Me adelanté queriendo atraerla hacia mí, pero ella se deslizó detrás del tronco del poderoso árbol.

—¡Quédese donde está! Creía que usted quería marcharse, señor Holden, creía que usted quería escaparse conmigo, señor Holden, y vivir..., en cualquier parte, pobremente, conmigo, cuando ello fuera posible.

—No puedo marcharme. Sabe demasiado sobre mí.

—¿Qué sabe él, qué sabe?

—Que quise hacerle chantaje, que estuve en presidio y que tendré que volver detrás de las rejas si me denuncia. Me tiene en sus manos. ¡Él la ha engañado a usted, no yo! ¡Yo no quiero ir de nuevo a la cárcel!

—¿Y yo? —Sus mejillas volvían a tomarse pálidas y apretó ambos puños contra su pecho—. ¿Y yo? ¡Cada noche viene a mí! Nunca se había mostrado tan tierno..., tiene tanto deseo de mí, dice él..., viene cada noche..., no se va..., duerme conmigo..., en mi cama...

—Cállese.

—¿Por qué? ¿Le encoleriza, acaso, oírme? ¿Quiere escuchar lo que hace? ¿Cómo me nombra? ¿Lo que me dice? Usted no puede oírlo, ¿verdad?

—¡No! —grité.

—Así está bien —susurró—, ¡Gríteme a mí! Se necesitan arrestos para ello. ¡Qué valiente es usted, señor Holden! ¡Y cuán astuto! ¡Tantos consejos, tan grandiosos planes! ¿Y ahora? ¿Qué me aconseja usted ahora?
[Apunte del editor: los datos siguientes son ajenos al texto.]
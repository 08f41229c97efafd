// Mirror src/client: repository over a recording driver, sync and async
#[path = "mod_repository.rs"]
mod repository_tests;
#[path = "mod_repository_async.rs"]
mod repository_async_tests;
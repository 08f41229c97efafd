use bson::Document;

use super::types::{SortDirection, SortField};

/// Combines sort fields into one multi-key sort clause, first entry being the primary key.
///
/// Returns `None` for an empty list so callers can skip the sort stage entirely. Entries with an
/// empty field name are dropped; for a repeated field the first occurrence wins.
#[must_use]
pub fn get_sort_definitions(sorts: &[SortField]) -> Option<Document> {
    let mut out = Document::new();
    for s in sorts {
        if s.field.is_empty() {
            log::warn!("skipping sort entry with empty field name");
            continue;
        }
        if out.contains_key(&s.field) {
            log::warn!("duplicate sort field ignored: {}", s.field);
            continue;
        }
        out.insert(s.field.clone(), direction_value(s.direction));
    }
    if out.is_empty() {
        return None;
    }
    crate::dev6!("{{\"op\":\"compile_sort\",\"keys\":{}}}", out.len());
    Some(out)
}

const fn direction_value(direction: SortDirection) -> i32 {
    match direction {
        SortDirection::Ascending => 1,
        SortDirection::Descending => -1,
    }
}
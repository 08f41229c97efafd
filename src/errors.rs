use thiserror::Error;

#[derive(Debug, Error)]
pub enum FilterError {
    #[error("Structural error: {0}")]
    Structural(String),

    #[error("Update must set at least one field")]
    EmptyUpdate,

    #[error("Serde JSON: {0}")]
    Json(#[from] serde_json::Error),

    #[error("Config error: {0}")]
    Config(String),

    #[error("Driver error: {0}")]
    Driver(String),

    #[error("I/O error: {0}")]
    Io(String),
}

impl FilterError {
    pub(crate) fn structural(msg: impl Into<String>) -> Self {
        Self::Structural(msg.into())
    }
}
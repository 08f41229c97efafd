use bson::Bson;

use crate::errors::FilterError;

use super::catalog::{CompareToken, REGEX_OPTIONS};
use super::convert::{iso_date, quoted, to_text};
use super::types::{Condition, FieldType, FilterExpression, GroupOperator, Predicate};
use super::validate::validate;

/// Compiles a filter into the query-filter string understood by the document store.
///
/// The whole tree is validated first, so a malformed node anywhere aborts the call without
/// producing partial output.
///
/// # Errors
/// Returns `FilterError::Structural` if the tree violates the leaf/group exclusivity rule.
pub fn compile(filter: &FilterExpression) -> Result<String, FilterError> {
    validate(filter)?;
    let mut out = String::new();
    match filter {
        FilterExpression::Single(condition) => write_condition(&mut out, condition)?,
        FilterExpression::Group { op, conditions } => write_group(&mut out, *op, conditions)?,
    }
    log::debug!("compiled filter: {out}");
    crate::dev6!("{{\"op\":\"compile_filter\",\"length\":{}}}", out.len());
    Ok(out)
}

fn write_condition(out: &mut String, condition: &Condition) -> Result<(), FilterError> {
    match condition {
        Condition::Leaf(p) => {
            write_leaf(out, p);
            Ok(())
        }
        Condition::Group { op, children } => write_group(out, *op, children),
    }
}

fn write_group(out: &mut String, op: GroupOperator, children: &[Condition]) -> Result<(), FilterError> {
    let token = op
        .token()
        .ok_or_else(|| FilterError::structural("group operator NONE cannot be compiled"))?;
    out.push_str("{ ");
    out.push_str(token);
    out.push_str(" : [ ");
    for (i, child) in children.iter().enumerate() {
        if i > 0 {
            out.push(',');
        }
        write_condition(out, child)?;
    }
    out.push_str(" ] }");
    Ok(())
}

/// Writes `{ "<parameter>" : { <op>: <value> } }`. The parameter name is JSON-escaped, so quotes
/// or backslashes in a field name cannot end the key early.
fn write_leaf(out: &mut String, p: &Predicate) {
    out.push_str("{ ");
    out.push_str(&quoted(&p.parameter));
    out.push_str(" : { ");
    match p.compare.token() {
        CompareToken::Scalar(token) => {
            out.push_str(token);
            out.push_str(": ");
            out.push_str(&literal(p));
        }
        CompareToken::Set(token) => {
            out.push_str(token);
            out.push_str(": ");
            out.push_str(&to_text(&p.value));
        }
        CompareToken::Pattern(shape) => {
            out.push_str("$regex: /");
            out.push_str(&shape.pattern(&to_text(&p.value)));
            out.push_str("/, $options: '");
            out.push_str(REGEX_OPTIONS);
            out.push('\'');
        }
    }
    out.push_str(" } }");
}

/// Typed literal. Numbers, booleans and nulls are embedded bare under `Number` and `DateTime`;
/// dates and object ids become shell constructors; anything else is quoted, whatever the field
/// type says.
fn literal(p: &Predicate) -> String {
    match (p.field_type, &p.value) {
        (_, Bson::ObjectId(oid)) => format!("ObjectId({})", quoted(&oid.to_hex())),
        (FieldType::DateTime | FieldType::Number, Bson::DateTime(at)) => iso_date(at),
        (FieldType::DateTime, Bson::String(s)) => format!("ISODate({})", quoted(s)),
        (
            FieldType::Number | FieldType::DateTime,
            v @ (Bson::Int32(_)
            | Bson::Int64(_)
            | Bson::Double(_)
            | Bson::Decimal128(_)
            | Bson::Boolean(_)
            | Bson::Null
            | Bson::Undefined),
        ) => to_text(v),
        (_, v) => quoted(&to_text(v)),
    }
}
use crate::errors::FilterError;
use bson::Bson;
use serde::{Deserialize, Serialize};

use super::types::{
    CompareOperator, Condition, FieldType, FieldValue, FilterExpression, GroupOperator, SortDirection,
    SortField,
};
use super::update::UpdateSpec;

// Serde-facing property-bag forms. Every field is optional, so a node can arrive with both leaf
// content and children, or with neither; conversion into the typed tree rejects both.
#[derive(Debug, Clone, Serialize, Deserialize)]
#[serde(default, rename_all = "camelCase")]
pub struct ConditionSerde {
    pub parameter: String,
    #[serde(rename = "type")]
    pub field_type: FieldType,
    pub compare: CompareOperator,
    pub value: Option<Bson>,
    pub group_operator: GroupOperator,
    pub group_conditions: Vec<ConditionSerde>,
}

impl Default for ConditionSerde {
    fn default() -> Self {
        Self {
            parameter: String::new(),
            field_type: FieldType::String,
            compare: CompareOperator::Equal,
            value: None,
            // nested groups default to AND when only the children are given
            group_operator: GroupOperator::And,
            group_conditions: Vec::new(),
        }
    }
}

#[derive(Debug, Clone, Default, Serialize, Deserialize)]
#[serde(default, rename_all = "camelCase")]
pub struct FilterSerde {
    pub condition: Option<ConditionSerde>,
    pub group_operator: GroupOperator,
    pub group_conditions: Vec<ConditionSerde>,
}

impl TryFrom<ConditionSerde> for Condition {
    type Error = FilterError;
    fn try_from(cs: ConditionSerde) -> Result<Self, Self::Error> {
        let has_group = !cs.group_conditions.is_empty() && cs.group_operator != GroupOperator::None;
        let has_leaf = !cs.parameter.is_empty();
        match (has_leaf, has_group) {
            (true, true) => Err(FilterError::structural(
                "condition should not have single condition and group condition both",
            )),
            (false, false) => Err(FilterError::structural(
                "condition should have atleast single condition or group condition",
            )),
            (true, false) => Ok(Self::leaf(
                cs.parameter,
                cs.field_type,
                cs.compare,
                cs.value.unwrap_or(Bson::Null),
            )),
            (false, true) => Ok(Self::Group {
                op: cs.group_operator,
                children: cs
                    .group_conditions
                    .into_iter()
                    .map(Self::try_from)
                    .collect::<Result<_, _>>()?,
            }),
        }
    }
}

impl TryFrom<FilterSerde> for FilterExpression {
    type Error = FilterError;
    fn try_from(fs: FilterSerde) -> Result<Self, Self::Error> {
        let has_group = !fs.group_conditions.is_empty() && fs.group_operator != GroupOperator::None;
        match (fs.condition, has_group) {
            (Some(_), true) => Err(FilterError::structural(
                "filter should not have single condition and group condition both",
            )),
            (None, false) => Err(FilterError::structural(
                "filter should have atleast single condition or group condition",
            )),
            (Some(c), false) => Ok(Self::Single(Condition::try_from(c)?)),
            (None, true) => Ok(Self::Group {
                op: fs.group_operator,
                conditions: fs
                    .group_conditions
                    .into_iter()
                    .map(Condition::try_from)
                    .collect::<Result<_, _>>()?,
            }),
        }
    }
}

#[derive(Debug, Clone, Default, Serialize, Deserialize)]
#[serde(default, rename_all = "camelCase")]
pub struct UpdateSpecSerde {
    pub filter_id: Option<String>,
    pub filter: Option<FilterSerde>,
    pub field_values: Vec<FieldValue>,
}

impl TryFrom<UpdateSpecSerde> for UpdateSpec {
    type Error = FilterError;
    fn try_from(us: UpdateSpecSerde) -> Result<Self, Self::Error> {
        let mut b = Self::builder().set_all(us.field_values);
        if let Some(id) = us.filter_id {
            b = b.id(id);
        }
        if let Some(f) = us.filter {
            b = b.filter(FilterExpression::try_from(f)?);
        }
        b.build()
    }
}

/// # Errors
/// Returns an error if the JSON cannot be parsed or the parsed tree is structurally invalid.
pub fn parse_filter_json(json: &str) -> Result<FilterExpression, FilterError> {
    let fs: FilterSerde = serde_json::from_str(json)?;
    FilterExpression::try_from(fs)
}

/// # Errors
/// Returns an error if the JSON cannot be parsed, the target filter is invalid, or no field is set.
pub fn parse_update_json(json: &str) -> Result<UpdateSpec, FilterError> {
    let us: UpdateSpecSerde = serde_json::from_str(json)?;
    UpdateSpec::try_from(us)
}

/// Parses `field`, `field:asc` or `field:desc`.
///
/// # Errors
/// Returns `FilterError::Structural` for an empty field name or an unknown direction.
pub fn parse_sort_field(s: &str) -> Result<SortField, FilterError> {
    let (field, dir) = match s.rsplit_once(':') {
        Some((f, d)) => (f.trim(), d.trim()),
        None => (s.trim(), "asc"),
    };
    if field.is_empty() {
        return Err(FilterError::structural(format!("sort field missing in '{s}'")));
    }
    let direction = match dir.to_ascii_lowercase().as_str() {
        "asc" | "ascending" | "1" => SortDirection::Ascending,
        "desc" | "descending" | "-1" => SortDirection::Descending,
        other => {
            return Err(FilterError::structural(format!("unknown sort direction '{other}'")));
        }
    };
    Ok(SortField::new(field, direction))
}
//! Value stringification used when rendering literals.
//!
//! Conversion never fails: absent, null, undefined, or unrepresentable values render as an empty
//! string and the caller gets whatever text the query ends up with.

use bson::Bson;
use chrono::{SecondsFormat, Utc};

/// Textual form of a value for embedding into a query string.
#[must_use]
pub fn to_text(value: &Bson) -> String {
    match value {
        Bson::Null | Bson::Undefined => String::new(),
        Bson::String(s) => s.clone(),
        Bson::Int32(i) => i.to_string(),
        Bson::Int64(i) => i.to_string(),
        Bson::Double(f) => f.to_string(),
        Bson::Decimal128(d) => d.to_string(),
        Bson::Boolean(b) => b.to_string(),
        Bson::DateTime(dt) => dt.try_to_rfc3339_string().unwrap_or_default(),
        Bson::ObjectId(oid) => oid.to_hex(),
        other => serde_json::to_string(&other.clone().into_relaxed_extjson()).unwrap_or_default(),
    }
}

/// Same as [`to_text`] for an optional value; `None` renders as `""`.
#[must_use]
pub fn to_text_opt(value: Option<&Bson>) -> String {
    value.map(to_text).unwrap_or_default()
}

/// `ISODate("YYYY-MM-DDTHH:MM:SS.mmmZ")` shell literal for a stored date.
#[must_use]
pub fn iso_date(at: &bson::DateTime) -> String {
    let text = chrono::DateTime::<Utc>::from_timestamp_millis(at.timestamp_millis()).map_or_else(
        || at.try_to_rfc3339_string().unwrap_or_default(),
        |dt| dt.to_rfc3339_opts(SecondsFormat::Millis, true),
    );
    format!("ISODate({})", quoted(&text))
}

/// Double-quoted, JSON-escaped form of `text`.
#[must_use]
pub fn quoted(text: &str) -> String {
    serde_json::to_string(text).unwrap_or_else(|_| String::from("\"\""))
}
—Debe mostrarse prudente. Yo encontraré la forma —me oí decir desde una inmensa distancia—. Ahora precisamente no debemos precipitarnos.

—¡No debemos precipitarnos, no! —Sus ojos se habían vuelto negros. Su rostro se había convertido en la más cara del desprecio—. Tenemos tiempo, ¿no es verdad? ¡Él volverá hoy, mañana, pasado mañana! A su pequeña Nina que le cautiva, que él ama tanto... —Ahora gritó—: Anoche, cuando usted llegó a casa, me vio de pie al lado de la ventana, ¿no? Pero no estaba sola. Él estaba conmigo. Y él apagó la luz, no yo.

No podía decirle nada. Era imposible. Debía escuchar todos sus reproches, soportar su desprecio.

Guardé silencio.

Salió de detrás del árbol y me espetó a la cara:

—¡Cobarde! ¡Sentimental y cobarde! Yo le recuerdo a su mujer y nada más. ¡Lo que usted llama amor es su culpable conciencia!

Y seguía en silencio y el agua susurraba y los pájaros gritaban. Fuera de sí gritó Nina:

—¡Y yo que había confiado en usted! Dios mío, le respeto más a él ahora. Él obtiene lo que quiere. Él es consecuente. Es un hombre. ¡Él es, por lo menos, un hombre!

Entonces se llevó ambas manos a la cara y me estuvo mirando fijamente como si fuera un extraño, y las aletas de su nariz temblaron de nuevo. Me volví en silencio y me alejé a través de los matorrales por el estrecho sendero, y las ramas volvieron a golpear mi rostro y arañaron mi piel.

Cinco pasos, siete pasos, luego la oí que llamaba.

—Holden...

Ocho pasos, nueve, diez pasos.

—Holden, por favor..., vuelva usted..., lo siento mucho...

Pero no retrocedí. Me precipité al coche, me acurruqué detrás del volante y me lancé hacia la carretera. Al volverme, la vi. Salía del monte bajo, el pañuelo le había resbalado sobre los hombros, el impermeable batía detrás de ella y abría los brazos en un gesto de deprecación:

—¡Por favor...!

Apreté al fondo el pedal del acelerador. El pesado coche pareció tropezar en la carretera, las ruedas de detrás giraron chirriando, y luego se precipitaron hacia adelante. Me incliné sobre el volante contemplando la aguja del tacómetro, desplazándose rápidamente hacia la derecha y vi correr hacia mí la vieja carretera con los árboles a ambos lados, vi pájaros encima del agua, pingajos de nubes en el cielo, un barco en la distancia. Pero no volví a ver a Nina. No podía volverme, era superior a mis fuerzas.